Start of Records for the exercise

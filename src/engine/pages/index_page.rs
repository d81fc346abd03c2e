use crate::Result;
use crate::bson;
use crate::engine::index_node::{IndexNode, IndexNodeMut};
use crate::engine::{BasePage, MAX_INDEX_LENGTH, Page, PageBuffer, PageType};
use crate::utils::PageAddress;
use std::ops::{Deref, DerefMut};

pub(crate) struct IndexPage {
    base: BasePage,
}

impl IndexPage {
    pub fn new(buffer: Box<PageBuffer>, page_id: u32) -> Self {
        Self {
            base: BasePage::new(buffer, page_id, PageType::Index),
        }
    }

    pub fn load(buffer: Box<PageBuffer>) -> Result<Self> {
        let base = BasePage::load(buffer)?;
        assert_eq!(base.page_type(), PageType::Index);
        Ok(Self { base })
    }

    #[allow(dead_code)] // basically mutable variant is used
    pub fn get_index_node(&self, index: u8) -> Result<IndexNode> {
        let segment = self.base.get(index);
        IndexNode::load(self.base.page_id(), index, segment)
    }

    pub fn get_index_node_mut(&mut self, index: u8) -> Result<IndexNodeMut<'_>> {
        let page_id = self.base.page_id();
        let (segment, dirty) = self.base.get_mut_with_dirty(index);
        IndexNodeMut::load(page_id, dirty, index, segment)
    }

    pub fn insert_index_node(
        &mut self,
        slot: u8,
        level: u8,
        key: bson::Value,
        data_block: PageAddress,
        length: usize,
    ) -> IndexNodeMut<'_> {
        let page_id = self.base.page_id();
        let (segment, index, dirty) = self.base.insert_with_dirty(length);

        IndexNodeMut::new(page_id, index, dirty, segment, slot, level, key, data_block)
    }

    pub fn delete_index_node(&mut self, index: u8) {
        self.base.delete(index);
    }

    #[allow(dead_code)] // upstream unused
    pub fn get_index_nodes(&self) -> impl Iterator<Item = Result<IndexNode>> {
        self.base.get_used_indices().map(|i| self.get_index_node(i))
    }
}

impl IndexPage {
    pub fn free_index_slot(free_bytes: usize) -> u8 {
        if free_bytes >= MAX_INDEX_LENGTH { 0 } else { 1 }
    }
}

impl Deref for IndexPage {
    type Target = BasePage;

    fn deref(&self) -> &Self::Target {
        &self.base
    }
}

impl DerefMut for IndexPage {
    fn deref_mut(&mut self) -> &mut Self::Target {
        &mut self.base
    }
}

impl AsRef<BasePage> for IndexPage {
    fn as_ref(&self) -> &BasePage {
        &self.base
    }
}

impl AsMut<BasePage> for IndexPage {
    fn as_mut(&mut self) -> &mut BasePage {
        &mut self.base
    }
}

impl Page for IndexPage {
    fn load(buffer: Box<PageBuffer>) -> Result<Self> {
        Self::load(buffer)
    }

    fn new(buffer: Box<PageBuffer>, page_id: u32) -> Self {
        Self::new(buffer, page_id)
    }

    fn update_buffer(&mut self) -> &PageBuffer {
        self.base.update_buffer()
    }

    fn into_base(self: Box<Self>) -> BasePage {
        self.base
    }
}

End of Records for the exercise

## Exercise aim
An exact retyping of every line in the records is needed.

## Solution to this task
filename src/engine/pages/index_page.rs
repository d81fc346abd03c2e
use crate::Result;
use crate::bson;
use crate::engine::index_node::{IndexNode, IndexNodeMut};
use crate::engine::{BasePage, MAX_INDEX_LENGTH, Page, PageBuffer, PageType};
use crate::utils::PageAddress;
use std::ops::{Deref, DerefMut};

pub(crate) struct IndexPage {
    base: BasePage,
}

impl IndexPage {
    pub fn new(buffer: Box<PageBuffer>, page_id: u32) -> Self {
        Self {
            base: BasePage::new(buffer, page_id, PageType::Index),
        }
    }

    pub fn load(buffer: Box<PageBuffer>) -> Result<Self> {
        let base = BasePage::load(buffer)?;
        assert_eq!(base.page_type(), PageType::Index);
        Ok(Self { base })
    }

    #[allow(dead_code)] // basically mutable variant is used
    pub fn get_index_node(&self, index: u8) -> Result<IndexNode> {
        let segment = self.base.get(index);
        IndexNode::load(self.base.page_id(), index, segment)
    }

    pub fn get_index_node_mut(&mut self, index: u8) -> Result<IndexNodeMut<'_>> {
        let page_id = self.base.page_id();
        let (segment, dirty) = self.base.get_mut_with_dirty(index);
        IndexNodeMut::load(page_id, dirty, index, segment)
    }

    pub fn insert_index_node(
        &mut self,
        slot: u8,
        level: u8,
        key: bson::Value,
        data_block: PageAddress,
        length: usize,
    ) -> IndexNodeMut<'_> {
        let page_id = self.base.page_id();
        let (segment, index, dirty) = self.base.insert_with_dirty(length);

        IndexNodeMut::new(page_id, index, dirty, segment, slot, level, key, data_block)
    }

    pub fn delete_index_node(&mut self, index: u8) {
        self.base.delete(index);
    }

    #[allow(dead_code)] // upstream unused
    pub fn get_index_nodes(&self) -> impl Iterator<Item = Result<IndexNode>> {
        self.base.get_used_indices().map(|i| self.get_index_node(i))
    }
}

impl IndexPage {
    pub fn free_index_slot(free_bytes: usize) -> u8 {
        if free_bytes >= MAX_INDEX_LENGTH { 0 } else { 1 }
    }
}

impl Deref for IndexPage {
    type Target = BasePage;

    fn deref(&self) -> &Self::Target {
        &self.base
    }
}

impl DerefMut for IndexPage {
    fn deref_mut(&mut self) -> &mut Self::Target {
        &mut self.base
    }
}

impl AsRef<BasePage> for IndexPage {
    fn as_ref(&self) -> &BasePage {
        &self.base
    }
}

impl AsMut<BasePage> for IndexPage {
    fn as_mut(&mut self) -> &mut BasePage {
        &mut self.base
    }
}

impl Page for IndexPage {
    fn load(buffer: Box<PageBuffer>) -> Result<Self> {
        Self::load(buffer)
    }

    fn new(buffer: Box<PageBuffer>, page_id: u32) -> Self {
        Self::new(buffer, page_id)
    }

    fn update_buffer(&mut self) -> &PageBuffer {
        self.base.update_buffer()
    }

    fn into_base(self: Box<Self>) -> BasePage {
        self.base
    }
}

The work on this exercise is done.